DATASET RECORDS =>

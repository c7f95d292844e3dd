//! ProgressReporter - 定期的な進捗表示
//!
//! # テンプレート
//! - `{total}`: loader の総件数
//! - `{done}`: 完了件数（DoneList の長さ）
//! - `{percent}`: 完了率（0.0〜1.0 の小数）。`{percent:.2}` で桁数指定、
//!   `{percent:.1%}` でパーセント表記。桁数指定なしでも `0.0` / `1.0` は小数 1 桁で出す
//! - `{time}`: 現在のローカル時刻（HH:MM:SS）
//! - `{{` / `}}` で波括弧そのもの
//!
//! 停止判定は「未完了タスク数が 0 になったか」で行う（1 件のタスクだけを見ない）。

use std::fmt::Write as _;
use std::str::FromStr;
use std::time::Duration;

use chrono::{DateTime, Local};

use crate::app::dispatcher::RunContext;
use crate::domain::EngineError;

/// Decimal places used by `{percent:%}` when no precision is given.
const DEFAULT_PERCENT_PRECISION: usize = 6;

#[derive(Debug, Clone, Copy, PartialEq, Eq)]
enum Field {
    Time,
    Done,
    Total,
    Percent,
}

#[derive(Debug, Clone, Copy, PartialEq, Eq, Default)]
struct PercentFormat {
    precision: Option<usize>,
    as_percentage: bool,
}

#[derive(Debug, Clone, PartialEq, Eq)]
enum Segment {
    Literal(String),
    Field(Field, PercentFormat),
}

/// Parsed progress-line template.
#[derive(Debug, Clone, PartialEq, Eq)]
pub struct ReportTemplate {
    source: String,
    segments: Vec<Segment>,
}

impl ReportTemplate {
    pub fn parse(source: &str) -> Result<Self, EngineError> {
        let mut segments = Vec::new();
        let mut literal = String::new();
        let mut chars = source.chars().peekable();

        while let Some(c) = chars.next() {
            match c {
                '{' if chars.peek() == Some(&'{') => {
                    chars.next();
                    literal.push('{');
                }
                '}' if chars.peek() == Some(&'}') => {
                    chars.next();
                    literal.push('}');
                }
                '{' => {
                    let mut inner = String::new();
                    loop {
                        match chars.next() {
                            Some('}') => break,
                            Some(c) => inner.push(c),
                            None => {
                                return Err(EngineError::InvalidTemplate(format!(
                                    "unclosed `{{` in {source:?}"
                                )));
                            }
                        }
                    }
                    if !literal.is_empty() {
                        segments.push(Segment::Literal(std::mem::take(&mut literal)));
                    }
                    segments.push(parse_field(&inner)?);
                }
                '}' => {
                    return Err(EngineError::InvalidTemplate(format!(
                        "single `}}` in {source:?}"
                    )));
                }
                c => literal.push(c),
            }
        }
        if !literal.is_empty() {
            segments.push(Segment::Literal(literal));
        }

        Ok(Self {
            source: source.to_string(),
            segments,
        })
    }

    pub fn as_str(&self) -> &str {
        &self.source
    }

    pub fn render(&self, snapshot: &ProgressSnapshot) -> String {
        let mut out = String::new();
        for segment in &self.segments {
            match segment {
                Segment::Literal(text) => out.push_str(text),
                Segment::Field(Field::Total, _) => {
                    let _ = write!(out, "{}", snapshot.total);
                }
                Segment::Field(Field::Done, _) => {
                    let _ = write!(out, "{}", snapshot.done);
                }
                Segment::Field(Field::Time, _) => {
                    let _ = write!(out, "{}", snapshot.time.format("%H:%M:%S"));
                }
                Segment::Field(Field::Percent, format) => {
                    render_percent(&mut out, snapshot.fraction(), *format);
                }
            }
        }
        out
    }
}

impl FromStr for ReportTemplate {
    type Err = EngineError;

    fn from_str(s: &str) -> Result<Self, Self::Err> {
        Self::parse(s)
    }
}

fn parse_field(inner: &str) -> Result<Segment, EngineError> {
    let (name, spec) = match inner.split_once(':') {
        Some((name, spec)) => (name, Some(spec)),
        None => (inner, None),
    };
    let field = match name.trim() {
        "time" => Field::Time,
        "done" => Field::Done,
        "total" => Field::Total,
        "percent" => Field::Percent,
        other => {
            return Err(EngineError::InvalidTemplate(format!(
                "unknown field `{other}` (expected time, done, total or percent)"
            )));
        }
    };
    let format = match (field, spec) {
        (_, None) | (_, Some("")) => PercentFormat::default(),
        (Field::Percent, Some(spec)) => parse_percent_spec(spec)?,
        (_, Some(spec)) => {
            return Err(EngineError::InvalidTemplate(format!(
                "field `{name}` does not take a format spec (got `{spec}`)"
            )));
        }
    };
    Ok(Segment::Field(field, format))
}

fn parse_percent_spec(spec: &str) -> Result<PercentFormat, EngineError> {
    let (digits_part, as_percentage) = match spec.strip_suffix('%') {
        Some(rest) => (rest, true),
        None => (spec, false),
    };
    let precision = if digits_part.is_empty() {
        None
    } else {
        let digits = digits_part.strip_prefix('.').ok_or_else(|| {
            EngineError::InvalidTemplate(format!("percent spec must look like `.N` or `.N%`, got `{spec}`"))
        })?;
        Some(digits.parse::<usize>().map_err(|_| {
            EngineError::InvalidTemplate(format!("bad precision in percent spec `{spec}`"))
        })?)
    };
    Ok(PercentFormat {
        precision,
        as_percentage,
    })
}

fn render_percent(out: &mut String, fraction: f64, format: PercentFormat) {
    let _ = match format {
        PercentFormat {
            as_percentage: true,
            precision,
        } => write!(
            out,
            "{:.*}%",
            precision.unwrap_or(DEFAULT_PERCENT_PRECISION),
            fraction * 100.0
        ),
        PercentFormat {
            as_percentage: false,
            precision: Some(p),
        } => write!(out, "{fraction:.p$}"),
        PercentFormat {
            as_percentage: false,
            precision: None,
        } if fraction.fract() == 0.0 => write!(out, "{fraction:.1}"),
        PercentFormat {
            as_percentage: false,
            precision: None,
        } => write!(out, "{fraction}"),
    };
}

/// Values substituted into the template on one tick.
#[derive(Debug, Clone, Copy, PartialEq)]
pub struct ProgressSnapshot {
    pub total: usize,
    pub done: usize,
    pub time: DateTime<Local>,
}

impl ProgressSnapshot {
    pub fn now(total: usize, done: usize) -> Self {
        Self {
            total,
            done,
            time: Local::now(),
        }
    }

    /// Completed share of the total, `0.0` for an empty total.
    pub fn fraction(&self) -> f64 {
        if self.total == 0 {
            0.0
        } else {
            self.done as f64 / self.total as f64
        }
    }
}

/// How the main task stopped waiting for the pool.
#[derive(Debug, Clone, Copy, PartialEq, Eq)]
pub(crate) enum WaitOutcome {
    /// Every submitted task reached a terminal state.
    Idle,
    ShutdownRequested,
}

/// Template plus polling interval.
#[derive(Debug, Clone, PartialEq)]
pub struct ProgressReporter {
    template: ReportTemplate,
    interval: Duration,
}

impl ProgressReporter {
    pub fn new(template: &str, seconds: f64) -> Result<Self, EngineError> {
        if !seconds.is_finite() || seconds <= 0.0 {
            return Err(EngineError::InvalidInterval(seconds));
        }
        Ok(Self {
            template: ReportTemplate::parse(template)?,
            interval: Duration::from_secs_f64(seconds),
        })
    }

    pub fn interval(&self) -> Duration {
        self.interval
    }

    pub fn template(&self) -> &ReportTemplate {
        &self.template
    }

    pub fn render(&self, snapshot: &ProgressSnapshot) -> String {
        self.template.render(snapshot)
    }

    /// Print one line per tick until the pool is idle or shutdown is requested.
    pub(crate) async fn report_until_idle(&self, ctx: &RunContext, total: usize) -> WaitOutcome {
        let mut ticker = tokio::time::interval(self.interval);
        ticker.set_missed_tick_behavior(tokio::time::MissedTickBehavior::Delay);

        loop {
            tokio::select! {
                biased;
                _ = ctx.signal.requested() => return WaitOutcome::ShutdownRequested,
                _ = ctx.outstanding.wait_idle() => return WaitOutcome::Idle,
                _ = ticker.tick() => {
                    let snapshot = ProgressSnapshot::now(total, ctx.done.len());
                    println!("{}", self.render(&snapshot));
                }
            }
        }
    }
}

TASK DESCRIPTION =>
Looking at the data above, show all lines where the word "return" occurs.

FINAL ANSWER =>
                                return Err(EngineError::InvalidTemplate(format!(
                    return Err(EngineError::InvalidTemplate(format!(
            return Err(EngineError::InvalidTemplate(format!(
            return Err(EngineError::InvalidTemplate(format!(
            return Err(EngineError::InvalidInterval(seconds));
                _ = ctx.signal.requested() => return WaitOutcome::ShutdownRequested,
                _ = ctx.outstanding.wait_idle() => return WaitOutcome::Idle,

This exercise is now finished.